Lesotho to shape own destiny

Deputy President Cyril Ramaphosa meets Prime Minister of Lesotho Thomas Thabane in Maseru, Lesotho, prior to signing the Maseru Security Accord. File photo: Siyabulela Duda

Deputy President Cyril Ramaphosa meets Prime Minister of Lesotho Thomas Thabane in Maseru, Lesotho, prior to signing the Maseru Security Accord. File photo: Siyabulela Duda

Published Feb 27, 2015


The presence of SADC and other observers is expected to ensure free and fair democratic polls in Lesotho this weekend, writes Ronnie Mamoepa.

Johannesburg - South Africa has over the past few months been seized with efforts to stabilise the political and security situation in the neighbouring Kingdom of Lesotho. South Africa has done so in conjunction with other neighbouring countries and on behalf of the SADC heads of states and government and the SADC Troika Organ on Politics, Defence and Security.

These heads of states and government met several times in Windhoek, Victoria Falls and Pretoria to consider developments and a roadmap towards the restoration of political and security stability in the Kingdom of Lesotho.

This was occasioned by the events of August 30 last year which resulted in the destabilisation of governance, the prorogation of Parliament and the deterioration of the security situation with members of the Lesotho Defence Force and Lesotho Mounted Police Services arraigned against each.

The SADC Troika of Heads of States, which included the Democratic Republic of the Congo and Tanzania, decided on the appointment of the SADC Facilitation Mission, led by South Africa’s Deputy President Cyril Ramaphosa.

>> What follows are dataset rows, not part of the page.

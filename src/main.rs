//! Support Chat server entry point.
//!
//! Loads configuration, connects to PostgreSQL, builds the Gemini client and
//! serves the chat API until Ctrl+C or SIGTERM.

use std::sync::Arc;

use secrecy::ExposeSecret;
use tracing_subscriber::EnvFilter;

use support_chat::adapters::{
    build_router, postgres, ChatAppState, GeminiConfig, GeminiProvider,
    PostgresConversationReader, PostgresConversationRepository,
};
use support_chat::config::{AppConfig, ConfigError, ValidationError};

#[tokio::main]
async fn main() -> Result<(), Box<dyn std::error::Error>> {
    let config = AppConfig::load()?;
    config.validate().map_err(ConfigError::from)?;

    init_tracing(&config);

    let pool = postgres::connect(&config.database).await?;
    tracing::info!(url = %config.database.redacted_url(), "Connected to database");

    if config.database.run_migrations {
        postgres::run_migrations(&pool).await?;
        tracing::info!("Migrations applied");
    }

    let api_key = config
        .ai
        .gemini_api_key
        .as_ref()
        .ok_or(ConfigError::ValidationFailed(ValidationError::MissingRequired(
            "GEMINI_API_KEY",
        )))?;
    let mut gemini = GeminiConfig::new(api_key.expose_secret().as_str())
        .with_model(config.ai.model.as_str())
        .with_base_url(config.ai.base_url.as_str());
    if let Some(timeout) = config.ai.timeout() {
        gemini = gemini.with_timeout(timeout);
    }
    let ai_provider = Arc::new(GeminiProvider::new(gemini)?);

    let state = ChatAppState::new(
        Arc::new(PostgresConversationRepository::new(pool.clone())),
        Arc::new(PostgresConversationReader::new(pool)),
        ai_provider,
    );
    let router = build_router(state, config.server.body_limit_bytes);

    let addr = config.server.socket_addr()?;
    let listener = tokio::net::TcpListener::bind(addr).await?;
    tracing::info!(%addr, model = %config.ai.model, "Server listening");

    axum::serve(listener, router)
        .with_graceful_shutdown(shutdown_signal())
        .await?;

    tracing::info!("Server stopped");
    Ok(())
}

/// `RUST_LOG` wins over the configured filter; production logs are JSON.
fn init_tracing(config: &AppConfig) {
    let filter = EnvFilter::try_from_default_env()
        .unwrap_or_else(|_| EnvFilter::new(&config.server.log_level));

    let builder = tracing_subscriber::fmt().with_env_filter(filter);
    if config.is_production() {
        builder.json().init();
    } else {
        builder.compact().init();
    }
}

/// Wait for Ctrl+C or SIGTERM for graceful shutdown.
async fn shutdown_signal() {
    let ctrl_c = async {
        if let Err(e) = tokio::signal::ctrl_c().await {
            tracing::error!("Failed to listen for Ctrl+C: {}", e);
            std::future::pending::<()>().await;
        }
    };

    #[cfg(unix)]
    let terminate = async {
        match tokio::signal::unix::signal(tokio::signal::unix::SignalKind::terminate()) {
            Ok(mut signal) => {
                signal.recv().await;
            }
            Err(e) => {
                tracing::error!("Failed to install SIGTERM handler: {}", e);
                std::future::pending::<()>().await;
            }
        }
    };

    #[cfg(not(unix))]
    let terminate = std::future::pending::<()>();

    tokio::select! {
        _ = ctrl_c => {},
        _ = terminate => {},
    }

    tracing::info!("Shutdown signal received");
}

This is the second time since 1998 that South Africa has been mandated by the regional body to help find peace and stability in the kingdom.

It is only natural that South Africa be part of finding a solution to Lesotho, given the historic, cultural, economic as well as the geographic location of the country, in the heart of South Africa.

The future of the two countries is inextricably linked

For South Africans, the history of our own struggle against apartheid will not be complete without reference to the role the people of Lesotho played. This included providing moral, political and material support to the liberation movement.

The formation of South Africa’s premier liberation movement, the ANC, was not only an initiative of South Africans but included representatives of other Southern African countries – including Lesotho. The democratic South Africa has always been grateful to the contributions of the people of Lesotho to our liberation.

Lesotho is defined by the UN as one of the least developed countries in Southern Africa. Consequently, South Africa has a natural interest in the maintenance of peace, stability, economic development and the reconstruction and development of Lesotho. Any destabilisation in Lesotho will have a negative impact on South Africa.

The events of August 30 last year were thus of significant interest for the SADC region in general and South Africa in particular.

At the heart of the conflict in Lesotho lay the dysfunctionality of the coalition government that came into power through democratic elections a mere two years ago. This conflict has resulted in the lack of unity and cohesion among the three coalition partners in government.

It is critical to note, however, that there are no fundamental political or ideological differences among these coalition partners in government. An additional factor is the politicisation of the security forces over the years. This has resulted in both the Lesotho’s Defence Force and Lesotho Mounted Police Services paying allegiance to and serving interests of different political parties rather than national interests.

The consequence is that exercising civilian control over security forces has inappropriately become a function of the political party the security forces may support at a particular moment in history. This has had a negative impact on the capacity of the security forces to discharge their constitutional mandate of maintaining law and order without fear, favour or prejudice.

The timely intervention by the SADC heads of states and government in appointing the facilitation mission has thus assisted in arresting a further decline in the political and security situation in Lesotho.

This intervention by the SADC helped create a climate in which all Lesotho’s political parties could sign the Maseru Facilitation Declaration under the leadership of the facilitator, Deputy President Ramaphosa. The Maseru Facilitation Declaration laid a basis for the reopening of Parliament by His Majesty King Letsie III and the promulgation of tomorrow as a date for elections.

Critical, however, was the need to ensure that the security forces play their part in the creation of a peaceful climate for the holding of democratic elections. This found an expression in the signing of the Maseru Security Accord.

Today, due to these concerted efforts by the SADC regional leadership and the Facilitation Mission, the people of Lesotho are poised to shape the destiny of their country through this weekend’s democratic elections.

A total of 23 political parties are registered to contest these elections, which demonstrates a rich, vibrant and competitive democratic culture in Lesotho. It is a culture that the SADC seeks to entrench and consolidate.

The presence of election observers from the SADC, AU and EU as well as the deployment of police force members from other SADC countries has helped create confidence among the Basotho that the elections will be held under conditions of peace and stability.

* Ronnie Mamoepa is spokesman for Deputy President Cyril Ramaphosa, who has been brokering the deals which made the election possible.

** The views expressed here are not necessarily those of Independent Media.